急いで体勢を整えて、ゲームをしてるフリをする。

「あー、次はこれやるか?」

「うん、いいよー」

2人とも、酷い棒読みである。

「たっだいまー!可愛い妹が帰ってきましたよー!あれ?なんでここにいるの?」

「おかえり、麻里奈。いや、綾がゲームしたいっていうからさ。俺の部屋にもあるけど、ここにはソファーもあるし、画面も大きいしな」

「こんにちは、麻里奈ちゃん。お邪魔してます」

「そういうことかー。確かに、そうだね。綾さん、こんにちは!」

色々な意味で、危なかったな……。

綾にはああいったものの……思わず、押し倒したくなってしまった。

いや、言ったことに嘘はないんだが……まあ、仕方ないよな。

だって……可愛すぎるだろーー!!

……フゥ……よし、切り替えよう。

残念……いや……幸いなことに、妹が帰ってきたしな。

「ねえねえ!私もやりたい!」

「すまんな、綾。付き合ってくれるか?」

「うん!私も、遊びたい!だって、イメージじゃないとか言われてちゃうから、遊べる人いないんだもん!」

「えー!?そんなこと言うんですか!?よし!お兄!マリ○カートしよ!ただし、お兄は自分の得意キャラは禁止!」

「はいはい、わかったよ。ククク……ハンデをやろう。
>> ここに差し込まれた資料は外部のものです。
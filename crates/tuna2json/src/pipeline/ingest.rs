//! Ingest — reads lines from the input and feeds the work queue.

use std::sync::Arc;

use bytes::Bytes;
use tokio::io::{AsyncBufRead, AsyncBufReadExt};
use tokio::sync::mpsc;
use tokio_util::sync::CancellationToken;
use tracing::{debug, warn};

use super::metrics::PipelineMetrics;

/// Read until end-of-stream or cancellation, enqueuing each line.
///
/// Input is pulled one buffer refill at a time, so memory per line is capped
/// at `max_line_bytes` however long the line runs, and cancellation is
/// checked between refills.
///
/// Consumes `work_tx`; returning drops it, which closes the work queue.
/// Returns the number of lines enqueued.
pub async fn run_ingestor<R>(
    mut input: R,
    work_tx: mpsc::Sender<Bytes>,
    cancel: CancellationToken,
    max_line_bytes: usize,
    metrics: Arc<PipelineMetrics>,
) -> u64
where
    R: AsyncBufRead + Unpin,
{
    let mut pending = LineBuffer::new(max_line_bytes);
    let mut enqueued: u64 = 0;

    loop {
        let available = tokio::select! {
            biased;
            _ = cancel.cancelled() => {
                debug!("Ingestor observed cancellation while reading");
                break;
            }
            read = input.fill_buf() => match read {
                Ok(available) => available,
                Err(e) => {
                    warn!(error = %e, "Failed to read input, treating as end of stream");
                    break;
                }
            },
        };

        let line = if available.is_empty() {
            if pending.is_empty() {
                debug!("Input EOF reached");
                break;
            }
            // Last line without a terminator.
            pending.finish(false)
        } else {
            match available.iter().position(|b| *b == b'\n') {
                Some(end) => {
                    pending.push(&available[..end]);
                    input.consume(end + 1);
                    pending.finish(true)
                }
                None => {
                    let used = available.len();
                    pending.push(available);
                    input.consume(used);
                    // A reader that is always ready would otherwise keep this
                    // task on the thread for the whole line.
                    tokio::task::yield_now().await;
                    continue;
                }
            }
        };

        metrics.record_line_read();
        let line = match line {
            Ok(line) => line,
            Err(len) => {
                metrics.record_oversized();
                warn!(len, max = max_line_bytes, "Dropping oversized input line");
                continue;
            }
        };

        tokio::select! {
            biased;
            _ = cancel.cancelled() => {
                debug!("Ingestor observed cancellation while enqueuing");
                break;
            }
            sent = work_tx.send(line) => {
                if sent.is_err() {
                    debug!("Work queue has no consumers left");
                    break;
                }
                enqueued += 1;
            }
        }
    }

    debug!(lines = enqueued, "Ingestor closing work queue");
    enqueued
}

/// One input line assembled across buffer refills.
///
/// Holds at most `max + 1` bytes (room for a `\r` before the `\n`). Past that
/// the content is discarded and only the length is tracked until the line
/// ends.
struct LineBuffer {
    buf: Vec<u8>,
    max: usize,
    seen: usize,
}

impl LineBuffer {
    fn new(max: usize) -> Self {
        Self { buf: Vec::new(), max, seen: 0 }
    }

    fn is_empty(&self) -> bool {
        self.seen == 0
    }

    fn push(&mut self, piece: &[u8]) {
        self.seen += piece.len();
        if self.seen <= self.max + 1 {
            self.buf.extend_from_slice(piece);
        } else {
            self.buf.clear();
        }
    }

    /// Take the line, without its `\r\n` when `terminated`, or its length
    /// when it ran past the limit.
    fn finish(&mut self, terminated: bool) -> Result<Bytes, usize> {
        let seen = std::mem::take(&mut self.seen);
        if seen > self.max + 1 {
            self.buf.clear();
            return Err(seen);
        }
        if terminated && self.buf.last() == Some(&b'\r') {
            self.buf.pop();
        }
        if self.buf.len() > self.max {
            let len = self.buf.len();
            self.buf.clear();
            return Err(len);
        }
        let line = Bytes::copy_from_slice(&self.buf);
        self.buf.clear();
        Ok(line)
    }
}
//! Sink — the single writer of encoded records.

use std::sync::Arc;

use bytes::Bytes;
use tokio::io::{AsyncWrite, AsyncWriteExt};
use tokio::sync::mpsc;
use tokio_util::sync::CancellationToken;
use tracing::{debug, error};

use super::metrics::PipelineMetrics;
use super::state::{ShutdownState, ShutdownTracker};

/// Drain the output queue into `output`.
///
/// A write failure is fatal: the pipeline is marked cancelled, the token is
/// cancelled and the error returned. The token is also cancelled if this
/// task unwinds, so no stage is left blocked on a dead sink.
pub async fn run_sink<W>(
    mut output_rx: mpsc::Receiver<Bytes>,
    mut output: W,
    cancel: CancellationToken,
    state: Arc<ShutdownTracker>,
    metrics: Arc<PipelineMetrics>,
) -> std::io::Result<W>
where
    W: AsyncWrite + Unpin,
{
    let guard = cancel.clone().drop_guard();

    loop {
        let record = tokio::select! {
            biased;
            _ = cancel.cancelled() => {
                debug!("Sink observed cancellation");
                break;
            }
            record = output_rx.recv() => match record {
                Some(record) => record,
                None => break,
            },
        };

        if let Err(e) = write_record(&mut output, &record).await {
            error!(error = %e, "Failed to write record, cancelling pipeline");
            state.advance(ShutdownState::Cancelled);
            drop(guard);
            return Err(e);
        }
        metrics.record_written();
    }

    guard.disarm();
    debug!("Sink finished");
    Ok(output)
}

/// One complete record per write, flushed so a broken destination surfaces
/// on the record that hit it.
async fn write_record<W>(output: &mut W, record: &[u8]) -> std::io::Result<()>
where
    W: AsyncWrite + Unpin,
{
    output.write_all(record).await?;
    output.flush().await
}
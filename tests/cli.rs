use assert_cmd::prelude::*;
use predicates::str::contains;
use std::io::Write;
use std::process::Command;
use tempfile::NamedTempFile;

fn write_mesh(contents: &str) -> NamedTempFile {
    let mut tmp = NamedTempFile::new().expect("temp mesh");
    tmp.write_all(contents.as_bytes()).expect("write mesh");
    tmp
}

#[test]
fn cli_summarizes_mesh_and_frame_trace() {
    let mesh = write_mesh(
        "# quad\nv -2 0 0\nv 2 0 0\nv 2 1 0\nv -2 1 0\nf 1 2 3 4\n",
    );
    let mut cmd = Command::cargo_bin("shadow-viewer").expect("binary exists");
    cmd.arg(mesh.path()).arg("--summary-only");
    cmd.assert()
        .success()
        .stdout(contains("with 4 vertices (2 triangles)"))
        .stdout(contains("Normalized by 0.7500; max |coordinate| = 1.5000"))
        .stdout(contains("Packed 96 vertex bytes and 6 indices"))
        .stdout(contains("Frame outcome: Rendered"))
        .stdout(contains(" - draw 6 indices (Shadow)"))
        .stdout(contains(" - draw 6 indices (Color)"))
        .stdout(contains(" - submit"));
}

#[test]
fn cli_defaults_to_builtin_cube() {
    let mut cmd = Command::cargo_bin("shadow-viewer").expect("binary exists");
    cmd.arg("--summary-only");
    cmd.assert()
        .success()
        .stdout(contains("Loaded mesh from built-in cube with 8 vertices (12 triangles)"))
        .stdout(contains(" - draw 36 indices (Shadow)"));
}

#[test]
fn cli_reports_malformed_mesh() {
    let mesh = write_mesh("v 0 0 0\nv 1 0 0\nv 0 1 0\nf 1 2 9\n");
    let mut cmd = Command::cargo_bin("shadow-viewer").expect("binary exists");
    cmd.arg(mesh.path()).arg("--summary-only");
    cmd.assert()
        .failure()
        .stderr(contains("malformed mesh on line 4"));
}

#[test]
fn cli_rejects_mesh_without_faces() {
    let mesh = write_mesh("v 0 0 0\nv 1 0 0\nv 0 1 0\n");
    let mut cmd = Command::cargo_bin("shadow-viewer").expect("binary exists");
    cmd.arg(mesh.path()).arg("--summary-only");
    cmd.assert()
        .failure()
        .stderr(contains("mesh does not define any faces"));
}

#[test]
fn cli_rejects_unknown_flag() {
    let mut cmd = Command::cargo_bin("shadow-viewer").expect("binary exists");
    cmd.arg("--run-scripts");
    cmd.assert()
        .failure()
        .stderr(contains("Unknown argument: --run-scripts"));
}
俺はアイテムは使わない」

「ムムム……!綾ちゃん!このお兄の鼻をへし折るのです!」

「え?そ、そういう感じなの?う、うん!わかった!」

その後、ゲームに没頭する。

「あっ!お兄!アイテム取った!嘘つき!」

「ちげーよ!お前が体当たりするからだよ!」

「あっ!抜けた!やったぁ!」

「ほら!お兄が邪魔するから!」

「ほう……?俺に本気を出させる気か……良い度胸だ。いくら愛する彼女とはいえ、手加減はしない……!」

「あ、愛する!?わ、わわ、あっー!」

  綾のカートは壁に激突する。

「お兄!卑怯だよ!そんな姑息な手を使うなんて!」

「い、いや!そんなつもりはなくてだな!ヤベッ!」

俺も壁に激突してしまう。

「あれ?お兄?珍しいね!では、おっさきー!」

結局、麻里奈がトップにとなった。
自ら墓穴を掘ってしまうとは……!
ゲーマーとしての矜持が……!

「ふふ、楽しいね。こういうの夢だったんだ」

「誠也とは……そっか……あいつは一人用プレイが多いし、あのモンスターを狩るゲームは綾には難しいかもな」

「うん、そうなの。だから、すっごく楽しい!」

うん……この笑顔を見れるなら、矜持などどうでもよくなるな。

その後もゲームを続け、夕方になったので帰る時間となる。





そして、綾を家まで送り届ける。

「冬馬君、送ってくれてありがとう!すっごく楽しかったよ!」

「お安い御用だ。楽しんでくれて何よりだ。俺も楽しかったな」

「あ、あのね……あ!お母さん!」

「何?……なんだ、いないじゃない……ッーー!!」

唇に柔らかなモノが触れ、一瞬で離れる……。

「エヘヘ……私からしちゃった……お、送ってくれたお礼!冬馬君!またね!」

綾は恥ずかしいのか、そのまま家の中に入る。

……おいおい、不意打ちとは……。

……ヤバイな、うん、ヤバイ。

思い切り壁を殴りたい気分だ。

そして叫びたい。

可愛すぎるだろーー!!と。

どうやら、俺の彼女は可愛すぎるようだ。